Carolina Foods, Inc.
- Company type: Private
- Industry: Food, sweet goods
- Founded: 1934
- Headquarters: Charlotte, North Carolina, United States
- Key people: Paul Scarborough, president Katie Scarborough, CFO
- Products: Duchess-brand snack foods
- Number of employees: 425 (2014)

= Carolina Foods =

American food company

Carolina Foods Incorporated is a private confectionery corporation and bakery headquartered in Charlotte, North Carolina, United States. Founded in 1934, it is known for its Duchess brand honey buns and doughnuts and has been featured on the Food Network.

==History==
Vernon Scarborough founded Carolina Foods in Charlotte in 1934 as a sandwich company that expanded after World War II. Operating out of his basement, Scarborough made lunches for workers at local textile and furniture factories. Gradually, he introduced honey buns as complementary product.
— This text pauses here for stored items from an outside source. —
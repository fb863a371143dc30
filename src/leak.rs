//! Detection of resources held longer than the leak threshold

use std::backtrace::Backtrace;
use std::sync::Arc;
use std::sync::atomic::{AtomicU8, AtomicU64, Ordering};
use std::thread;
use std::time::Duration;

use tracing::{info, warn};

use crate::config::millis;
use crate::metrics::MetricsTracker;
use crate::scheduler::{ScheduledTask, Scheduler};

/// Hands out a [`LeakTask`] per borrow, using the current threshold.
pub(crate) struct LeakDetector {
    pool_name: String,
    threshold_ms: AtomicU64,
    scheduler: Arc<Scheduler>,
    metrics: Arc<MetricsTracker>,
}

impl LeakDetector {
    pub fn new(
        pool_name: String,
        threshold: Duration,
        scheduler: Arc<Scheduler>,
        metrics: Arc<MetricsTracker>,
    ) -> Self {
        Self {
            pool_name,
            threshold_ms: AtomicU64::new(millis(threshold)),
            scheduler,
            metrics,
        }
    }

    pub fn update_threshold(&self, threshold: Duration) {
        self.threshold_ms.store(millis(threshold), Ordering::Release);
    }

    pub fn threshold(&self) -> Duration {
        Duration::from_millis(self.threshold_ms.load(Ordering::Acquire))
    }

    /// Arm a leak timer for the entry just handed to the calling thread.
    pub fn schedule(&self, entry_id: u64) -> LeakTask {
        let threshold = self.threshold();
        if threshold.is_zero() {
            return LeakTask::disabled();
        }

        let report = Arc::new(LeakReport {
            pool_name: self.pool_name.clone(),
            entry_id,
            thread_name: thread::current()
                .name()
                .unwrap_or("<unnamed>")
                .to_string(),
            backtrace: Backtrace::capture(),
            state: AtomicU8::new(ARMED),
        });

        let fired = Arc::clone(&report);
        let metrics = Arc::clone(&self.metrics);
        let timer = self.scheduler.schedule(threshold, move || {
            fired.fire(&metrics);
        });

        LeakTask {
            armed: Some(Armed {
                report,
                timer,
                metrics: Arc::clone(&self.metrics),
            }),
        }
    }
}

const ARMED: u8 = 0;
const LEAKED: u8 = 1;
const RETURNED: u8 = 2;

struct LeakReport {
    pool_name: String,
    entry_id: u64,
    thread_name: String,
    backtrace: Backtrace,
    /// ARMED until either the timer (LEAKED) or the holder (RETURNED) wins.
    state: AtomicU8,
}

impl LeakReport {
    /// Report the leak unless the resource already came back.
    fn fire(&self, metrics: &MetricsTracker) -> bool {
        if self
            .state
            .compare_exchange(ARMED, LEAKED, Ordering::AcqRel, Ordering::Acquire)
            .is_err()
        {
            return false;
        }
        metrics.record_leak_detected();
        warn!(
            "{} - Resource leak detection triggered for entry {} on thread {}, backtrace follows\n{}",
            self.pool_name, self.entry_id, self.thread_name, self.backtrace
        );
        true
    }

    /// Mark the resource returned. `true` if the leak had already been reported.
    fn settle(&self) -> bool {
        match self
            .state
            .compare_exchange(ARMED, RETURNED, Ordering::AcqRel, Ordering::Acquire)
        {
            Ok(_) => false,
            Err(found) => found == LEAKED,
        }
    }
}

struct Armed {
    report: Arc<LeakReport>,
    timer: ScheduledTask,
    metrics: Arc<MetricsTracker>,
}

/// Leak timer for a single borrow.
pub(crate) struct LeakTask {
    armed: Option<Armed>,
}

impl LeakTask {
    pub fn disabled() -> Self {
        Self { armed: None }
    }

    pub fn is_leaked(&self) -> bool {
        self.armed
            .as_ref()
            .is_some_and(|armed| armed.report.state.load(Ordering::Acquire) == LEAKED)
    }

    /// Disarm on return; reports recovery if the warning already went out.
    pub fn cancel(&mut self) {
        let Some(armed) = self.armed.take() else {
            return;
        };

        armed.timer.cancel();
        if armed.report.settle() {
            armed.metrics.record_leak_recovered();
            info!(
                "{} - Previously reported leaked entry {} on thread {} was returned to the pool (unleaked)",
                armed.report.pool_name, armed.report.entry_id, armed.report.thread_name
            );
        }
    }
}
Following the war, the company expanded to its first location on South Boulevard in South Charlotte, where it expanded its confectionery offerings to doughnuts and pies, in addition to the growing popularity of its honey buns.
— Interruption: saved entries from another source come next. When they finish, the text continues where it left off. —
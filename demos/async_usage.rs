//! Async usage examples

use esox_connpool::{BoxError, PoolConfiguration, ResourceFactory, ResourcePool};
use std::time::Duration;
use tokio::time::sleep;

struct Counter;

impl ResourceFactory for Counter {
    type Resource = u64;

    fn create(&self) -> Result<u64, BoxError> {
        Ok(0)
    }

    fn validate(&self, _resource: &mut u64, _timeout: Duration) -> bool {
        true
    }
}

#[tokio::main]
async fn main() {
    tracing_subscriber::fmt().with_max_level(tracing::Level::INFO).init();

    println!("=== Esox ConnPool - Async Examples ===\n");

    let config = PoolConfiguration::new()
        .with_pool_name("async")
        .with_max_pool_size(3)
        .with_min_idle(1)
        .with_connection_timeout(Duration::from_millis(500));
    let pool = ResourcePool::new(Counter, config).unwrap();

    // Example 1: Async acquire
    async_acquire(&pool).await;

    // Example 2: Concurrent access
    concurrent_access(&pool).await;

    let closer = pool.clone();
    tokio::task::spawn_blocking(move || closer.shutdown())
        .await
        .unwrap();
}

async fn async_acquire(pool: &ResourcePool<Counter>) {
    println!("1. Async acquire:");
    {
        let mut counter = pool.acquire_async().await.unwrap();
        *counter += 1;
        println!("   Counter now {}", *counter);
    }
    println!();
}

async fn concurrent_access(pool: &ResourcePool<Counter>) {
    println!("2. Concurrent access:");
    let mut handles = Vec::new();

    for i in 0..8 {
        let pool = pool.clone();
        handles.push(tokio::spawn(async move {
            match pool.acquire_async().await {
                Ok(mut counter) => {
                    *counter += 1;
                    sleep(Duration::from_millis(50)).await;
                    println!("   Task {i} saw counter {}", *counter);
                }
                Err(e) => println!("   Task {i} failed: {e}"),
            }
        }));
    }

    for handle in handles {
        handle.await.unwrap();
    }

    println!("   Total resources: {}\n", pool.total());
}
Carolina Foods has expanded into a 100,000 square foot plant. It employs 425 people and produces 1 million honey buns per day, in addition to its other products, which include the Duchess brand doughnuts and Dunkin Sticks. It was the top "snack food" brand in Puerto Rico in 2014 according to the company's president. In an interview, the current president claimed that revenues doubled between 2009 and 2014. At the same time, increasing sugar prices hurt the company's profitability.

===Nutrition===
Carolina Foods acknowledged shifting consumer preferences toward healthier snacks in 2014. The chief financial officer (CFO) stated that Carolina Foods would not be able to change product offerings to accommodate this shift without also expanding the current production facility to produce them.

===Leadership===
Carolina Foods is a third-generation family-owned business. The president is Paul Scarborough. His daughter Katie Scarborough is the CFO. Kent Byrom is the General Manager.

==Awards and recognition==
In 2004 and 2009, Carolina Foods' products were featured on the Food Network series Unwrapped. In 2015, Unwrapped 2.0 featured Carolina Foods' honey buns on its premiere episode.